- Kategorie:
- SZOSA SAMOTNIE.695
- SZOSA TOWARZYSKA.175
- TOROWO.5
- TREKKING SAMOTNIE.1164
- TREKKING TOWARZYSKI.43
- TRENAŻER.40
MXVII etap -...lokomotywę ukradli...
Niedziela, 16 czerwca 2019 | dodano: 16.06.2019Kategoria SZOSA SAMOTNIE
Trasa: Kruszwica-Tupadły-Ludzisko-Balice-Górki-Ciechrz-Wymysłowice-Markowice-Tupadły-Kruszwica
Zróżnicowany wyjątkowo dzień dane mi było przeżyć ;) Tradycyjnie pomimo, że wcale nie muszę tak wcześnie rano, wstaję i w rześkim powietrzu torowiska zachwaszczone kruszwickiej stacji z sunią odwiedzam.

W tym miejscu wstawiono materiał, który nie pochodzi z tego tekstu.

//! Newline-delimited JSON artifacts written between pipeline stages.

use std::fs::File;
use std::io::{BufRead, BufReader, BufWriter, Write};
use std::path::Path;

use serde::de::DeserializeOwned;
use serde::Serialize;

use crate::types::{AppError, Result};

/// Write one JSON object per line, replacing any existing file.
pub fn write_jsonl<T: Serialize>(path: &Path, rows: &[T]) -> Result<()> {
    if let Some(parent) = path.parent().filter(|p| !p.as_os_str().is_empty()) {
        std::fs::create_dir_all(parent)?;
    }

    let mut writer = BufWriter::new(File::create(path)?);
    for row in rows {
        serde_json::to_writer(&mut writer, row)?;
        writer.write_all(b"\n")?;
    }
    writer.flush()?;

    tracing::debug!(path = %path.display(), rows = rows.len(), "Wrote artifact");
    Ok(())
}

/// Read a JSONL file; blank lines are skipped. Malformed lines are `Data`
/// errors carrying the line number.
pub fn read_jsonl<T: DeserializeOwned>(path: &Path) -> Result<Vec<T>> {
    if !path.is_file() {
        return Err(AppError::NotFound(format!(
            "Artifact not found: {}",
            path.display()
        )));
    }

    let reader = BufReader::new(File::open(path)?);
    let mut rows = Vec::new();
    for (idx, line) in reader.lines().enumerate() {
        let line = line?;
        if line.trim().is_empty() {
            continue;
        }
        let row = serde_json::from_str(&line).map_err(|e| {
            AppError::Data(format!(
                "Invalid JSON at {}:{}: {}",
                path.display(),
                idx + 1,
                e
            ))
        })?;
        rows.push(row);
    }
    Ok(rows)
}
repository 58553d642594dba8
//! Shared helpers for integration tests.

#![allow(dead_code)]

pub mod mocks;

Potem kawa, tortilla z pieczarkami i miksem sałat i... cóż czynić w to niedzielne przedpołudnie. Tak, już wiem ;) Jadę zatem do pracy na dwie godzinki zwane "tak tylko na chwilę". Jak to w niedzielę obiad dwa kwadranse po zenicie słonecznym i... Nie, nie mogę przeca cały swój wolny czas rowerem przejeździć, zatem dziatwy zabieram i wyruszamy jak my to nazywamy "na pociągi popatrzeć". Wszyscy bowiem to lubimy, łazimy po peronach i z rozkładów jazdy rozczytujemy kiedy i skąd następny pociąg nadjedzie, nie licząc niespodzianek w postaci towarowych składów. Godziny pomiędzy 14-tą i 16-tą są pod tym względem najbardziej aktywne. Spacerując po terenach dworcowych dostrzegam to czego nie dostrzegłem wcześniej, bowiem brakuje w pobliżu starej lokomotywowni parowozu manewrowego TKt48, poczciwego tendrzaka zwanego "tekatką". Co jest ? Plac przydworcowy co prawda w remoncie i może lokomotywie też się należało... Hmmm, no nie wiem... Wstyd, że nie wiem, ale się dowiem. Okazało się, iż lokomotywa za porozumieniem władz powiatowych Inowrocławia i Aleksandrowa Kujawskiego została przekazana do Łazieńca niewielkiej wsi nieopodal Aleksandrowa właśnie. Stanęła przy świetlicy wiejskiej w pobliżu domu rodzinnego Edwarda Stachury, który ponoć przed laty z Ciechocinka pociągiem do Łazieńca właśnie częstokroć podróżował. Powstał nawet wiersz pt. "Biała lokomotywa" a wieś Łazieniec Stachura w swojej poezji przemianował na Zagubin. Zatem być może lepiej tam będzie inowrocławskiej "tekatce" i to jeszcze pókim żyw zaakceptować mogę, ale to co dotychczas zielone ma białe się stać to już nie koniecznie. Stachura Stachurą i jego poezja, której nie znam może i zacna, ale żeby tak profanować zabytki kolejnictwa psie krwie. Póki co mam nadzieję, iż nie jest biała, ale niebawem to sprawdzę, ale nie dziś jeszcze... A dziś jeszcze po 17-tej rumaka dosiadam na krótko i wokół komina krążę myśląc o nie daj Boże białej lokomotywie...
Tu stacja Inowrocław, tu stacja Inowrocław

TKt48 na inowrocławskim dworcu w listopadzie 2011 roku ( takie zdjęcie w moim rowerowym archiwum znalazłem )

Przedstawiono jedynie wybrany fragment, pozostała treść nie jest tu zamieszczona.